Canadian Natural Resources Ltd. (CNQ), the nation’s largest heavy-oil producer, said second-quarter production surged after it completed the purchase of Devon Energy Corp. assets and the Horizon oil-sands mine reached record output.
Production climbed to the equivalent of 817,500 barrels of oil a day, from 623,315 a year earlier, when Horizon was shut for maintenance, Canadian Natural said in a statement on Marketwired today. The Calgary-based company was expected to produce about 807,000 barrels, the average of eight analysts’ estimates compiled by Bloomberg.
Canadian Natural closed on the C$3.13 billion ($2.86 billion) purchase of Devon’s conventional assets in Western Canada in April, boosting the amount of natural gas it produces. Horizon, which underwent its first full maintenance overhaul in May 2013, is producing at a record as the price for Canadian oil reached its highest quarterly average in three years.

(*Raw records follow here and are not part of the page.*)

//! Editor state as a single-writer command loop.
//!
//! Every user action is a [`Command`]. [`Editor::apply`] is the only way to
//! change the state, and it either applies a command completely or leaves
//! the state as it was.

use chrono::{DateTime, Utc};

use crate::collection::LabelCollection;
use crate::errors::EditorError;
use crate::geometry::{MarginSide, PrintMargins};
use crate::layout::{self, SheetOrientation};
use crate::model::{ImageData, Label, LabelEdit, LabelId, templates};
use crate::project::Project;
use crate::types::Mm;

/// One user action
#[derive(Debug, Clone, PartialEq)]
pub enum Command {
    AddLabel,
    AddFromTemplate(String),
    DuplicateSelected,
    DeleteSelected,
    Select(LabelId),
    ClearSelection,
    MoveLabel { from: usize, to: usize },
    MoveSelectedUp,
    MoveSelectedDown,
    /// Replace a label wholesale (matched by id)
    UpdateLabel(Label),
    Edit { id: LabelId, edit: LabelEdit },
    /// Upload an image as the icon of a label
    AttachImage { id: LabelId, bytes: Vec<u8>, media_type: String },
    SetMargin(MarginSide, Mm),
    SetMargins(PrintMargins),
    ResetMargins,
    NextPage,
    PreviousPage,
    GoToPage(usize),
    ToggleOrientation,
    /// Replace labels and margins with a loaded project
    LoadProject(Box<Project>),
}

/// Outcome of a successful [`Editor::apply`]
#[derive(Debug, Clone, Copy, PartialEq, Eq)]
pub enum Applied {
    Changed,
    /// The command was valid but had nothing to do (full collection, no
    /// selection, already at the first page, ...)
    Ignored,
}

impl From<bool> for Applied {
    fn from(changed: bool) -> Self {
        if changed { Applied::Changed } else { Applied::Ignored }
    }
}

#[derive(Debug, Clone, Default, PartialEq)]
pub struct Editor {
    labels: LabelCollection,
    selected: Option<LabelId>,
    margins: PrintMargins,
    current_page: usize,
    orientation: SheetOrientation,
}

impl Editor {
    pub fn new() -> Self {
        Self::default()
    }

    pub fn labels(&self) -> &LabelCollection {
        &self.labels
    }

    pub fn selected_id(&self) -> Option<&LabelId> {
        self.selected.as_ref()
    }

    pub fn selected_label(&self) -> Option<&Label> {
        self.selected.as_ref().and_then(|id| self.labels.get(id))
    }

    pub fn margins(&self) -> &PrintMargins {
        &self.margins
    }

    pub fn current_page(&self) -> usize {
        self.current_page
    }

    pub fn page_count(&self) -> usize {
        self.labels.page_count()
    }

    /// Labels shown on the current page
    pub fn page_labels(&self) -> &[Label] {
        self.labels.page(self.current_page)
    }

    pub fn orientation(&self) -> SheetOrientation {
        self.orientation
    }

    /// Snapshot for a file download.
    pub fn export(&self, now: DateTime<Utc>) -> Project {
        Project::export(self.labels.labels().to_vec(), self.margins, now)
    }

    /// Snapshot for the autosave slot.
    pub fn autosave(&self, now: DateTime<Utc>) -> Project {
        Project::autosave(self.labels.labels().to_vec(), self.margins, now)
    }

    pub fn apply(&mut self, command: Command) -> Result<Applied, EditorError> {
        crate::log::trace!(?command, "apply");
        let applied = match command {
            Command::AddLabel => {
                let count = self.labels.len();
                let id = self.labels.add_new();
                self.inserted(count, id)
            }
            Command::AddFromTemplate(template_id) => {
                let template = templates::find(&template_id)
                    .ok_or(EditorError::UnknownTemplate { id: template_id })?;
                let count = self.labels.len();
                let id = self.labels.add_from_template(&template);
                self.inserted(count, id)
            }
            Command::DuplicateSelected => match self.selected.clone() {
                Some(source) => {
                    let count = self.labels.len();
                    let id = self.labels.duplicate(&source)?;
                    self.inserted(count, id)
                }
                None => Applied::Ignored,
            },
            Command::DeleteSelected => match self.selected.take() {
                Some(id) => {
                    let removed = self.labels.remove(&id).is_some();
                    self.clamp_page();
                    Applied::from(removed)
                }
                None => Applied::Ignored,
            },
            Command::Select(id) => {
                if self.labels.get(&id).is_none() {
                    return Err(EditorError::UnknownLabel { id: id.to_string() });
                }
                let changed = self.selected.as_ref() != Some(&id);
                self.selected = Some(id);
                Applied::from(changed)
            }
            Command::ClearSelection => Applied::from(self.selected.take().is_some()),
            Command::MoveLabel { from, to } => Applied::from(from != to && self.labels.move_label(from, to)),
            Command::MoveSelectedUp => match &self.selected {
                Some(id) => Applied::from(self.labels.move_up(id)),
                None => Applied::Ignored,
            },
            Command::MoveSelectedDown => match &self.selected {
                Some(id) => Applied::from(self.labels.move_down(id)),
                None => Applied::Ignored,
            },
            Command::UpdateLabel(label) => {
                let mut label = label;
                label.normalize();
                self.labels.update(label)?;
                Applied::Changed
            }
            Command::Edit { id, edit } => {
                self.labels.edit(&id, edit)?;
                Applied::Changed
            }
            Command::AttachImage { id, bytes, media_type } => {
                let current = self
                    .labels
                    .get(&id)
                    .ok_or_else(|| EditorError::UnknownLabel { id: id.to_string() })?;
                let image = ImageData::from_bytes(&bytes, &media_type)?;
                let mut label = current.clone();
                label.icon = Some(image.into_icon(label.icon.take().unwrap_or_default()));
                self.labels.update(label)?;
                Applied::Changed
            }
            Command::SetMargin(side, value) => self.set_margins(self.margins.with_side(side, value)),
            Command::SetMargins(margins) => self.set_margins(margins.clamped()),
            Command::ResetMargins => self.set_margins(PrintMargins::default()),
            Command::NextPage => self.go_to(self.current_page.saturating_add(1)),
            Command::PreviousPage => self.go_to(self.current_page.saturating_sub(1)),
            Command::GoToPage(page) => self.go_to(page),
            Command::ToggleOrientation => {
                self.orientation = self.orientation.toggled();
                Applied::Changed
            }
            Command::LoadProject(project) => {
                let mut project = *project;
                project.normalize();
                self.labels = LabelCollection::from_labels(project.labels);
                if let Some(margins) = project.print_margins {
                    self.margins = margins;
                }
                self.selected = None;
                self.current_page = 0;
                crate::log::debug!(labels = self.labels.len(), "project loaded into editor");
                Applied::Changed
            }
        };
        Ok(applied)
    }

    /// Select a freshly appended label and show its page.
    fn inserted(&mut self, count_before: usize, id: Option<LabelId>) -> Applied {
        match id {
            Some(id) => {
                self.selected = Some(id);
                self.current_page = layout::page_for_insert(count_before);
                Applied::Changed
            }
            None => Applied::Ignored,
        }
    }

    fn set_margins(&mut self, margins: PrintMargins) -> Applied {
        let changed = margins != self.margins;
        self.margins = margins;
        Applied::from(changed)
    }

    /// Move to `page`, clamped to the existing pages.
    fn go_to(&mut self, page: usize) -> Applied {
        let page = page.min(self.page_count() - 1);
        let changed = page != self.current_page;
        self.current_page = page;
        Applied::from(changed)
    }

    fn clamp_page(&mut self) {
        self.current_page = self.current_page.min(self.page_count() - 1);
    }
}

The company’s costs at Horizon are C$36.50 a barrel, Greg Pardy, an analyst for RBC Capital Markets in Toronto, wrote in an Aug. 1 note to clients. Spot prices for Western Canadian Select heavy oil rose 8.1 percent from a year earlier to average $83.78 a barrel in the second quarter, according to data compiled by Bloomberg.

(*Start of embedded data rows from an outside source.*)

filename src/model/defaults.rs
//! Default presets for new labels and icons

use crate::types::{Mm, Percent, Pt, Px, Rotation};

use super::label::{
    Divider, FontStyle, FontWeight, IconKind, IconPosition, LabelIcon, LineStyle, Orientation,
    TextAlign, TextSection,
};

pub const DEFAULT_FONT: &str = "Inter";
pub const TEXT_COLOR: &str = "#000000";
pub const BACKGROUND_COLOR: &str = "#ffffff";

/// Font choices offered by the editor: (display name, CSS font-family value)
pub const AVAILABLE_FONTS: &[(&str, &str)] = &[
    ("Inter", "Inter"),
    ("Roboto", "Roboto"),
    ("Open Sans", "Open Sans"),
    ("Lato", "Lato"),
    ("Montserrat", "Montserrat"),
    ("Poppins", "Poppins"),
    ("Source Sans 3", "Source Sans 3"),
    ("Nunito", "Nunito"),
    ("Raleway", "Raleway"),
    ("PT Sans", "PT Sans"),
    ("Arial", "Arial, sans-serif"),
    ("Times New Roman", "Times New Roman, serif"),
    ("Georgia", "Georgia, serif"),
    ("Courier New", "Courier New, monospace"),
];

pub fn text_section() -> TextSection {
    TextSection {
        text: String::new(),
        font_family: DEFAULT_FONT.to_string(),
        font_size: Pt(14.0),
        font_weight: FontWeight::Normal,
        font_style: FontStyle::Normal,
        color: TEXT_COLOR.to_string(),
        text_align: TextAlign::Center,
        orientation: Orientation::Vertical,
        rotation: Rotation::Deg0,
    }
}

/// Visible 1px solid black divider at a 40/60 header/body split.
pub fn divider() -> Divider {
    Divider {
        visible: true,
        color: TEXT_COLOR.to_string(),
        thickness: Px(1.0),
        height: Percent(100.0),
        vertical_position: Percent(50.0),
        horizontal_position: Percent(40.0),
        style: LineStyle::Solid,
        margin_top: Mm::mm(3.0),
        margin_bottom: Mm::mm(3.0),
        rotation: Rotation::Deg0,
    }
}

/// Starting point for icon edits on a label that has no icon yet.
pub fn icon() -> LabelIcon {
    LabelIcon {
        kind: IconKind::Symbol,
        value: String::new(),
        size: Pt(24.0),
        color: TEXT_COLOR.to_string(),
        position: IconPosition::Center,
        rotation: Rotation::Deg0,
    }
}
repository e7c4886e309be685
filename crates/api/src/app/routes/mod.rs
use axum::Router;

pub mod quoters;
pub mod sales;
pub mod system;

/// Router for every versioned endpoint (nested under `/api/v1`).
pub fn router() -> Router {
    Router::new()
        .nest("/quoters", quoters::router())
        .nest("/sales", sales::router())
}
//! Event publishing abstraction.
//!
//! A publisher hands a message to exactly one fixed destination and returns
//! once the transport has confirmed it took the message (the "flush"). There is
//! no retry and no partial-failure handling here: a failed publish is returned
//! to the caller as-is.
//!
//! Publishing is fire-and-forget from the domain's point of view. Nothing in
//! this process reads back what it published, and there is no ordering
//! guarantee relative to direct storage writes made by other requests.

use std::sync::Arc;
use std::sync::mpsc::Receiver;

/// A subscription to published messages.
///
/// Each subscription gets a copy of every message published after it was
/// created (broadcast semantics). Only in-process publishers hand these out;
/// broker-backed publishers are consumed out of band.
#[derive(Debug)]
pub struct Subscription<M> {
    receiver: Receiver<M>,
}

impl<M> Subscription<M> {
    pub fn new(receiver: Receiver<M>) -> Self {
        Self { receiver }
    }

    /// Try to receive a message without blocking.
    pub fn try_recv(&self) -> Result<M, std::sync::mpsc::TryRecvError> {
        self.receiver.try_recv()
    }
}

/// Transport-agnostic publisher.
///
/// `publish` is synchronous: it blocks until the underlying client confirms
/// the message is buffered. Implementations must be safe to share across
/// threads; concurrent requests publish through the same instance.
pub trait EventPublisher<M>: Send + Sync {
    type Error: core::fmt::Debug + core::fmt::Display + Send + Sync + 'static;

    fn publish(&self, message: &M) -> Result<(), Self::Error>;
}

impl<M, P> EventPublisher<M> for Arc<P>
where
    P: EventPublisher<M> + ?Sized,
{
    type Error = P::Error;

    fn publish(&self, message: &M) -> Result<(), Self::Error> {
        (**self).publish(message)
    }
}
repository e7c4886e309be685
//! HTTP API application wiring (Axum router + service wiring).
//!
//! - `services.rs`: infrastructure wiring (store, publisher, write router, queries)
//! - `routes/`: HTTP routes + handlers (one file per resource)
//! - `dto.rs`: request DTOs
//! - `errors.rs`: consistent error responses

use std::sync::Arc;

use axum::{routing::get, Extension, Router};
use tower::ServiceBuilder;

pub mod dto;
pub mod errors;
pub mod routes;
pub mod services;

use services::AppServices;

/// Build the full HTTP router (public entrypoint used by `main.rs`).
pub fn build_app(services: Arc<AppServices>) -> Router {
    let api = routes::router().layer(Extension(services));

    Router::new()
        .route("/health", get(routes::system::health))
        .nest("/api/v1", api)
        .layer(ServiceBuilder::new())
}
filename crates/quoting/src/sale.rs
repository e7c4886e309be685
use chrono::{DateTime, Utc};
use serde::{Deserialize, Serialize};

use quotedesk_core::{DomainError, DomainResult, QuoterId, SaleId};

/// A finalized quoter.
///
/// Once a sale references a quoter, that quoter no longer accepts updates.
#[derive(Debug, Clone, PartialEq, Eq, Serialize, Deserialize)]
pub struct Sale {
    #[serde(rename = "_id", alias = "id", default)]
    pub id: SaleId,
    pub date: DateTime<Utc>,
    pub quoter_id: QuoterId,
}

impl Sale {
    /// Build a new sale for `quoter_id`, stamped at `date`.
    pub fn new(quoter_id: QuoterId, date: DateTime<Utc>) -> Self {
        Self {
            id: SaleId::new(),
            date,
            quoter_id,
        }
    }
}

/// A quoter referenced by a sale is frozen.
///
/// `sale` is the result of the sale lookup for `quoter_id`: `None` means no
/// sale exists and the quoter may still change.
pub fn ensure_mutable(quoter_id: QuoterId, sale: Option<&Sale>) -> DomainResult<()> {
    match sale {
        None => Ok(()),
        Some(sale) => Err(DomainError::conflict(format!(
            "quoter {quoter_id} is referenced by sale {}",
            sale.id
        ))),
    }
}
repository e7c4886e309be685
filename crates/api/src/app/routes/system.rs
use axum::http::StatusCode;

pub async fn health() -> StatusCode {
    StatusCode::OK
}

Canadian Natural’s Primrose oil-sands project is operating under restrictions from regulators, who are investigating bitumen releases from the site.
The Alberta Energy Regulator last month said an independent technical review showed the company’s strategy of injecting large volumes of steam under pressure in closely spaced wells was a fundamental cause of the leaks.

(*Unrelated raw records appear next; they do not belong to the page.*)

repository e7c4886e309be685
//! Redis Streams-backed publisher.
//!
//! Every message goes to one fixed stream key via `XADD`. Redis replies only
//! after the entry is appended, so a successful reply is the flush
//! confirmation.
//!
//! One connection is kept and reused; it is dropped after a failed command and
//! reopened on the next publish. The blocking round-trip runs under
//! `block_in_place` on multi-threaded runtimes so other tasks keep their worker.
//!
//! Consumption (consumer groups, acknowledgement, dead-lettering) belongs to
//! whoever reads the stream and is not handled here.
//!
//! ## Entry layout
//!
//! | Field | Value |
//! |-------|-------|
//! | `type` | message type tag (`Quoter`, `Sale`) |
//! | `payload` | UTF-8 JSON `{ "type": ..., "content": ... }` |

use std::sync::{Arc, Mutex};

use tokio::runtime::{Handle, RuntimeFlavor};
use tracing::instrument;

use quotedesk_events::{EventPublisher, OutboundMessage};

use crate::config::DEFAULT_STREAM_KEY;

#[derive(Clone)]
pub struct RedisStreamsPublisher {
    client: Arc<redis::Client>,
    connection: Arc<Mutex<Option<redis::Connection>>>,
    stream_key: String,
}

impl std::fmt::Debug for RedisStreamsPublisher {
    fn fmt(&self, f: &mut std::fmt::Formatter<'_>) -> std::fmt::Result {
        f.debug_struct("RedisStreamsPublisher")
            .field("stream_key", &self.stream_key)
            .finish_non_exhaustive()
    }
}

#[derive(Debug, thiserror::Error)]
pub enum RedisStreamsError {
    #[error("Redis connection error: {0}")]
    Connection(String),

    #[error("Redis command error: {0}")]
    Command(String),

    #[error("Serialization error: {0}")]
    Serialization(String),
}

impl RedisStreamsPublisher {
    /// Create a new Redis Streams publisher.
    ///
    /// # Arguments
    ///
    /// * `redis_url` - Redis connection URL (e.g., "redis://localhost:6379")
    /// * `stream_key` - Redis stream key (default: "quotedesk:events")
    pub fn new(redis_url: impl AsRef<str>, stream_key: Option<String>) -> Result<Self, RedisStreamsError> {
        let client = redis::Client::open(redis_url.as_ref())
            .map_err(|e| RedisStreamsError::Connection(e.to_string()))?;

        Ok(Self {
            client: Arc::new(client),
            connection: Arc::new(Mutex::new(None)),
            stream_key: stream_key.unwrap_or_else(|| DEFAULT_STREAM_KEY.to_string()),
        })
    }

    pub fn stream_key(&self) -> &str {
        &self.stream_key
    }

    /// Round-trip a `PING` so misconfiguration surfaces at startup rather than
    /// on the first write.
    pub fn ping(&self) -> Result<(), RedisStreamsError> {
        let _: String = self.run(&redis::cmd("PING"), "PING")?;
        Ok(())
    }

    /// Run `cmd` on the shared connection, opening it first if needed.
    fn run<T: redis::FromRedisValue>(&self, cmd: &redis::Cmd, name: &str) -> Result<T, RedisStreamsError> {
        let query = || -> Result<T, RedisStreamsError> {
            let mut slot = self
                .connection
                .lock()
                .map_err(|_| RedisStreamsError::Connection("connection lock poisoned".to_string()))?;

            if slot.is_none() {
                let conn = self
                    .client
                    .get_connection()
                    .map_err(|e| RedisStreamsError::Connection(e.to_string()))?;
                *slot = Some(conn);
            }
            let Some(conn) = slot.as_mut() else {
                return Err(RedisStreamsError::Connection("no connection".to_string()));
            };

            cmd.query(conn).map_err(|e| {
                *slot = None;
                RedisStreamsError::Command(format!("{name} failed: {e}"))
            })
        };

        match Handle::try_current() {
            Ok(handle) if handle.runtime_flavor() == RuntimeFlavor::MultiThread => {
                tokio::task::block_in_place(query)
            }
            _ => query(),
        }
    }
}

impl<M> EventPublisher<M> for RedisStreamsPublisher
where
    M: OutboundMessage,
{
    type Error = RedisStreamsError;

    #[instrument(
        skip(self, message),
        fields(stream_key = %self.stream_key, message_type = message.message_type()),
        err
    )]
    fn publish(&self, message: &M) -> Result<(), Self::Error> {
        let payload = serde_json::to_string(message)
            .map_err(|e| RedisStreamsError::Serialization(e.to_string()))?;

        let mut xadd = redis::cmd("XADD");
        xadd.arg(&self.stream_key)
            .arg("*") // Auto-generate entry ID
            .arg("type")
            .arg(message.message_type())
            .arg("payload")
            .arg(&payload);
        let entry_id: String = self.run(&xadd, "XADD")?;

        tracing::debug!(entry_id = %entry_id, "event appended to stream");
        Ok(())
    }
}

Canadian Natural’s net income rose to C$1.07 billion, or 98 cents a share, from C$476 million, or 44 cents, a year earlier. Excluding one-time items, per-share profit exceeded the 98-cent average of 16 analysts’ estimates compiled by Bloomberg.
Canadian Natural released the results before the start of regular trading on North American markets. The shares, which have gained 28 percent this year, closed at C$45.85 yesterday in Toronto. The stock has 23 buy and four hold recommendations from analysts.